--- Problem requirements ---
Every line of the entries below from the one containing "props into canonical shapes." to the one containing "const DIMENSION_PROPS: &[&str]", both ends included, must be written out exactly. No other line belongs in the answer.

Segment Start: Records

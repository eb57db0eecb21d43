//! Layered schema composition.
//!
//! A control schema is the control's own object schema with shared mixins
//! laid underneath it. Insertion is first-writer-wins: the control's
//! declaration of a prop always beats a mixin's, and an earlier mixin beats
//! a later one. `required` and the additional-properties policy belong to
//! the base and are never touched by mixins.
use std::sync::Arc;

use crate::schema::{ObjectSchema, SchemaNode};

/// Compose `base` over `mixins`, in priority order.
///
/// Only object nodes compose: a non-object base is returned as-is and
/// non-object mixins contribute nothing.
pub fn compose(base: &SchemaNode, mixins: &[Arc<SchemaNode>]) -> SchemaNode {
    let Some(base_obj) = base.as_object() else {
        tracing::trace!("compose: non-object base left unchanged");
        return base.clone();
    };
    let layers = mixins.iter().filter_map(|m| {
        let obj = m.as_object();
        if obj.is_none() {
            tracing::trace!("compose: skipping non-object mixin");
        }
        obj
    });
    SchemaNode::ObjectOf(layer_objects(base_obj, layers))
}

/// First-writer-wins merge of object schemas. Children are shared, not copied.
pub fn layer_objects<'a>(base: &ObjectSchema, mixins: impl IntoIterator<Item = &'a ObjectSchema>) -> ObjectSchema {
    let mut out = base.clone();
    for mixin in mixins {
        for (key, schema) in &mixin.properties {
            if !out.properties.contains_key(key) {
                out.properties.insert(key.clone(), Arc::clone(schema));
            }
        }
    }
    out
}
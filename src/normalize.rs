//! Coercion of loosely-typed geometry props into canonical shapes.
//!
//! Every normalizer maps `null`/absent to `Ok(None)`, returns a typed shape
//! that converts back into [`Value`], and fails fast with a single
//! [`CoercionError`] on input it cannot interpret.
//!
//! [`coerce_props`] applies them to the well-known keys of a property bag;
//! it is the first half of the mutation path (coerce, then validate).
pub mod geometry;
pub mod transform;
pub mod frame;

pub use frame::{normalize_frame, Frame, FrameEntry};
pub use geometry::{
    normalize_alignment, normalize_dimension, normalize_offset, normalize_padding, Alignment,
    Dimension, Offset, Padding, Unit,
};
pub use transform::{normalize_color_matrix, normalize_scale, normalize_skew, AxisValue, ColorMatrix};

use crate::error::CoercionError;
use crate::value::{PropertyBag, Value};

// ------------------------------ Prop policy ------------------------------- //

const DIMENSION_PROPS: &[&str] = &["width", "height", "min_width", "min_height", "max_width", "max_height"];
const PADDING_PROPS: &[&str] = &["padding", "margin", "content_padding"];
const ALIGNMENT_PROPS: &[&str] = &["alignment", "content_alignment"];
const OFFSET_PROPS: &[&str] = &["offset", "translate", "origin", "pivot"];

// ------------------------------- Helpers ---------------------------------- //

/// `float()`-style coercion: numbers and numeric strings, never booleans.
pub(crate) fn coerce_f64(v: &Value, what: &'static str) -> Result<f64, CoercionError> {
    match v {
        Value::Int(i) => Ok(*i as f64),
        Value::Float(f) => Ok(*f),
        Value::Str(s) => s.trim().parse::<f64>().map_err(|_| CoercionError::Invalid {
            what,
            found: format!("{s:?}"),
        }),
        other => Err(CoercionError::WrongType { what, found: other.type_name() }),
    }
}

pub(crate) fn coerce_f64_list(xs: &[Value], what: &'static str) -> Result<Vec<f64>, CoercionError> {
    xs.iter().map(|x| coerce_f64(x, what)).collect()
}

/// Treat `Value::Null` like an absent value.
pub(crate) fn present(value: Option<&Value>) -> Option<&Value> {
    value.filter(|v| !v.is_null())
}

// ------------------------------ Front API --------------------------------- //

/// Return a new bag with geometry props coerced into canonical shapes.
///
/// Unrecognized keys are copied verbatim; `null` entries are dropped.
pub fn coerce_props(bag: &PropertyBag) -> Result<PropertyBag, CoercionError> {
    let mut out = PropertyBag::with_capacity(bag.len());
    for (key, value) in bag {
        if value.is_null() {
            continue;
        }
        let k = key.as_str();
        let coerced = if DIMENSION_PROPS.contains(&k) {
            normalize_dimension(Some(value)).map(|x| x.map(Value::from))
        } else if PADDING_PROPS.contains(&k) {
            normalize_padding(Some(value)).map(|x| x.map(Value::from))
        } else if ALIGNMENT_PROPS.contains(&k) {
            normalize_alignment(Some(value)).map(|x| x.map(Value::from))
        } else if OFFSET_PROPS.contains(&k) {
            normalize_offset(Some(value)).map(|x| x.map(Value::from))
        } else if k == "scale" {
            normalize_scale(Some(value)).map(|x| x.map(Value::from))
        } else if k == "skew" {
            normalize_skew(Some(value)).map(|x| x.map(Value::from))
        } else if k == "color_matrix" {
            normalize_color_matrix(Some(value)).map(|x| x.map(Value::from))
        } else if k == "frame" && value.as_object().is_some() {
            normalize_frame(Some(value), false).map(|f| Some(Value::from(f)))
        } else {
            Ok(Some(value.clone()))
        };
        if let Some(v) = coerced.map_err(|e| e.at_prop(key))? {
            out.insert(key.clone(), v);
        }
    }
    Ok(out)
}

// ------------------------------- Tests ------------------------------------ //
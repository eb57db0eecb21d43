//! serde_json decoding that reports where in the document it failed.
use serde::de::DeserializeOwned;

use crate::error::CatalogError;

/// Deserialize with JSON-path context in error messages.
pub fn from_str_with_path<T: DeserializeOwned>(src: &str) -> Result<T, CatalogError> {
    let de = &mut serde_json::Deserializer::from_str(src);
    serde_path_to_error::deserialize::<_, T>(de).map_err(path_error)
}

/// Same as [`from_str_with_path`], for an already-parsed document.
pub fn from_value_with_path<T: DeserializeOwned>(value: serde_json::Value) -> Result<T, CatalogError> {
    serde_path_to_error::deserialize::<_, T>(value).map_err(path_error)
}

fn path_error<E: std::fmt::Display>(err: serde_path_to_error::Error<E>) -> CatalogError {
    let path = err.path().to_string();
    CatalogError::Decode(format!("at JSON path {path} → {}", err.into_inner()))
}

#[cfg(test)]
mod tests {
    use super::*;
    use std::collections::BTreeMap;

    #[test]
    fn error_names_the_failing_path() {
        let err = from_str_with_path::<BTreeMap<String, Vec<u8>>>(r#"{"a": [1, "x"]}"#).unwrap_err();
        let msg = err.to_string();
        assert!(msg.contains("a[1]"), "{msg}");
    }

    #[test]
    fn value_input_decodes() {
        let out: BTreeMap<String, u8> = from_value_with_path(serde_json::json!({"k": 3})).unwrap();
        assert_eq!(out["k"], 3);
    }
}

Segment End: Records

--- Answer section ---
//! Coercion of loosely-typed geometry props into canonical shapes.
//!
//! Every normalizer maps `null`/absent to `Ok(None)`, returns a typed shape
//! that converts back into [`Value`], and fails fast with a single
//! [`CoercionError`] on input it cannot interpret.
//!
//! [`coerce_props`] applies them to the well-known keys of a property bag;
//! it is the first half of the mutation path (coerce, then validate).
pub mod geometry;
pub mod transform;
pub mod frame;

pub use frame::{normalize_frame, Frame, FrameEntry};
pub use geometry::{
    normalize_alignment, normalize_dimension, normalize_offset, normalize_padding, Alignment,
    Dimension, Offset, Padding, Unit,
};
pub use transform::{normalize_color_matrix, normalize_scale, normalize_skew, AxisValue, ColorMatrix};

use crate::error::CoercionError;
use crate::value::{PropertyBag, Value};

// ------------------------------ Prop policy ------------------------------- //

const DIMENSION_PROPS: &[&str] = &["width", "height", "min_width", "min_height", "max_width", "max_height"];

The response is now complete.